FIG. 1 is a block diagram of an example system 100 for securely configuring a machine in a pre-operating system environment. The example system 100 may be implemented as several components of hardware each configured to perform one or more functions, may be implemented in software or firmware where one or more programs are used to perform the different functions, or may be a combination of hardware, firmware, and/or software. In this example, the example system 100 includes a client 102, a network 116, a server 118, and a Trusted Third Party (TTP) 130.

The client 102 may be any type of machine configured to receive configuration updates. Examples include a computer 700 as shown in FIG. 7, a cellular telephone, and/or any processor-based device. The client 102 comprises a trusted platform module (TPM) 106, a message module 108, a key exchange module 110, a configuration module 112, and a pre-operating system configuration 114.

The TPM 106 is configured to provide an attestation to prove the identity of the client 102. The attestation may be a pseudo-anonymous attestation such as an Attestation Identity Key (AIK), which is a cryptographic mechanism that provides a digital signature and is well known to those having ordinary skill in the art. The attestation may also be a conventional attestation such as a serial number and/or a cryptographic representation of a set of registers internal to the TPM (e.g., a set of Platform Configuration Registers (PCR)).

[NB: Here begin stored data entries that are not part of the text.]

use std::{collections::HashMap, fs, time::Duration};

use anyhow::{anyhow, Context};
use serde::Deserialize;
use url::Url;

pub const DEFAULT_API_BASE_URL: &str = "http://127.0.0.1:5000";
pub const SETTINGS_FILE: &str = "events_client.toml";

#[derive(Debug, Clone, PartialEq, Eq, Deserialize)]
pub struct ClientSettings {
    pub api_base_url: String,
    pub request_timeout_secs: u64,
}

impl Default for ClientSettings {
    fn default() -> Self {
        Self {
            api_base_url: DEFAULT_API_BASE_URL.into(),
            request_timeout_secs: 30,
        }
    }
}

impl ClientSettings {
    pub fn request_timeout(&self) -> Duration {
        Duration::from_secs(self.request_timeout_secs.max(1))
    }

    /// Applies a command-line override of the base URL, validating it.
    pub fn with_api_base_url(mut self, raw: &str) -> anyhow::Result<Self> {
        self.api_base_url = normalize_base_url(raw)?;
        Ok(self)
    }
}

/// Defaults, then `events_client.toml` in the working directory, then environment.
pub fn load_settings() -> anyhow::Result<ClientSettings> {
    let file_contents = fs::read_to_string(SETTINGS_FILE).ok();
    load_settings_from(file_contents.as_deref(), |name| std::env::var(name).ok())
}

pub fn load_settings_from(
    file_contents: Option<&str>,
    env: impl Fn(&str) -> Option<String>,
) -> anyhow::Result<ClientSettings> {
    let mut settings = ClientSettings::default();

    if let Some(raw) = file_contents {
        let file_cfg = toml::from_str::<HashMap<String, toml::Value>>(raw)
            .with_context(|| format!("failed to parse {SETTINGS_FILE}"))?;
        if let Some(v) = file_cfg.get("api_base_url").and_then(toml::Value::as_str) {
            settings.api_base_url = v.to_string();
        }
        if let Some(v) = file_cfg
            .get("request_timeout_secs")
            .and_then(toml::Value::as_integer)
        {
            settings.request_timeout_secs = u64::try_from(v)
                .map_err(|_| anyhow!("request_timeout_secs must not be negative"))?;
        }
    }

    if let Some(v) = env("EVENTS_API_BASE_URL") {
        settings.api_base_url = v;
    }
    if let Some(v) = env("APP__API_BASE_URL") {
        settings.api_base_url = v;
    }

    if let Some(v) = env("APP__REQUEST_TIMEOUT_SECS") {
        if let Ok(parsed) = v.parse::<u64>() {
            settings.request_timeout_secs = parsed;
        }
    }

    settings.api_base_url = normalize_base_url(&settings.api_base_url)?;
    Ok(settings)
}

/// Validates an http(s) base URL and strips any trailing slash.
pub fn normalize_base_url(raw: &str) -> anyhow::Result<String> {
    let raw = raw.trim();
    if raw.is_empty() {
        return Ok(DEFAULT_API_BASE_URL.to_string());
    }

    let parsed = Url::parse(raw).with_context(|| format!("invalid api base url '{raw}'"))?;
    if !matches!(parsed.scheme(), "http" | "https") {
        return Err(anyhow!(
            "api base url must use http or https, got '{}'",
            parsed.scheme()
        ));
    }

    Ok(raw.trim_end_matches('/').to_string())
}

#[cfg(test)]
#[path = "tests/config_tests.rs"]
mod tests;
use std::path::PathBuf;

use shared::error::ValidationError;
use thiserror::Error;

#[derive(Debug, Clone, Copy, PartialEq, Eq)]
pub enum ErrorCategory {
    Validation,
    Transport,
    Server,
}

#[derive(Debug, Clone, PartialEq, Eq, Error)]
pub enum GatewayError {
    #[error(transparent)]
    Validation(#[from] ValidationError),
    #[error("Network error: {0}")]
    Network(String),
    #[error("{message}")]
    Server { status: u16, message: String },
    #[error("Invalid response from server: {0}")]
    InvalidResponse(String),
}

impl GatewayError {
    pub fn category(&self) -> ErrorCategory {
        match self {
            GatewayError::Validation(_) => ErrorCategory::Validation,
            GatewayError::Network(_) => ErrorCategory::Transport,
            GatewayError::Server { .. } | GatewayError::InvalidResponse(_) => {
                ErrorCategory::Server
            }
        }
    }

    pub fn status(&self) -> Option<u16> {
        match self {
            GatewayError::Server { status, .. } => Some(*status),
            _ => None,
        }
    }
}

impl From<reqwest::Error> for GatewayError {
    fn from(value: reqwest::Error) -> Self {
        if value.is_decode() {
            GatewayError::InvalidResponse(value.to_string())
        } else {
            GatewayError::Network(value.to_string())
        }
    }
}

#[derive(Debug, Error)]
pub enum ImageLoadError {
    #[error("failed to read image '{}': {source}", .path.display())]
    Io {
        path: PathBuf,
        source: std::io::Error,
    },
    #[error(transparent)]
    Invalid(#[from] ValidationError),
}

The message modules 108 and 122 are configured to receive and transmit messages to other message modules via a network connection. These messages may be, but are not limited to, management messages (e.g., a series of Universal Datagram Protocol (UDP) transactions known in the art), start messages (e.g., a Hello Message), an end message (e.g., a Goodbye Message), messages targeted at specific port numbers, and/or acknowledgement messages. The messages may be sent by calling an Application Program Interface (API) such as a software function provided in the Extensible Firmware Interface (EFI) API. The messages may be transmitted using a simple network protocol, but a person of ordinary skill in the art will appreciate that the messages may be transmitted via different methods.

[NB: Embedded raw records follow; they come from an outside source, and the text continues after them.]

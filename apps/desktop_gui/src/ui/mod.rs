//! UI layer for desktop GUI: app shell, event list, create/update form, and banner images.

pub mod app;
pub mod event_form;
pub mod event_list;
pub mod remote_images;

pub use app::{EventDeskApp, StartupConfig};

The key exchange modules 110 and 124 are configured to allow a client 102 to exchange a common key with a server 118. The key may be a symmetric key used to encrypt and decrypt data. According to one example, the key may be a shared key that is exchanged using a Diffie-Hellman key agreement protocol, which is a protocol well known to those having ordinary skill in the art. Of course, a person of ordinary skill in the art will appreciate that the key exchange is not limited to the Diffie-Hellman key agreement protocol.

The configuration module 112 is configured to update the device's pre-operating system configuration 114. In particular, the configuration module 112 receives a configuration update from a tangible medium such as a CD-ROM, a floppy disk, a hard drive, from the network 116, and/or from a user. The configuration module 112 may also be configured to decrypt the configuration update using the shared key exchanged by the key exchange module 110. The configuration module 112 applies the update to the device pre-operating system configuration 114, which may include, but is not a limited to, a BIOS, firmware, microcode, and/or any other platform setting.

The client 102 is connected to the server 118 via the network 116. The network 116 may be any type of network, such as the Internet, a LAN, a telephone network, a cable network, and/or a wireless network. The client 102 may communicate with the server 118 via any means of network protocol.

The server 118 may be any type of machine configured to transmit configuration updates to the client 102. The server 118 comprises a message module 122, a key exchange module 124, an update generation module 126, and an encryption module 128.

The update generation module 126 of the server 118 is configured to provide the configuration setting updates to be transmitted to the client 102. The update generation module 126 may provide a configuration update that may include, but not limited to, a BIOS setting update, a firmware update, and/or any platform configuration update. The updates may be generated by the update generation module 126 or may be provided to the update generation module 126 by a user or another device.

The encryption module 128 is configured to encrypt the configuration setting update provided by the update generation module 126. The encryption module 128 may use the key exchanged by the key exchange module 124 to encrypt the update using any known encryption algorithm such as the Advanced Encryption Standard (AES). A person of ordinary skill in the art will appreciate there are several methods to implement the encryption module 128 and the encryption algorithm used by the encryption module 128.

The TTP 130 is configured to verify the client's attestation. The TTP 130 may be connected to the server 118 by the network 116 and communicates with the server 118 using any network protocol. One example TTP 130 is Verisign, Inc., a company providing trust services and digital certificate services. The server 118 receives the client's attestation and queries the TTP 130 to verify the authenticity of the attestation. The TTP 130 may access an attestation database to verify the client's authenticity and communicates the status of the authenticity of the client's attestation to the server 118. The TTP 130 is well known in the art, and therefore is not further described.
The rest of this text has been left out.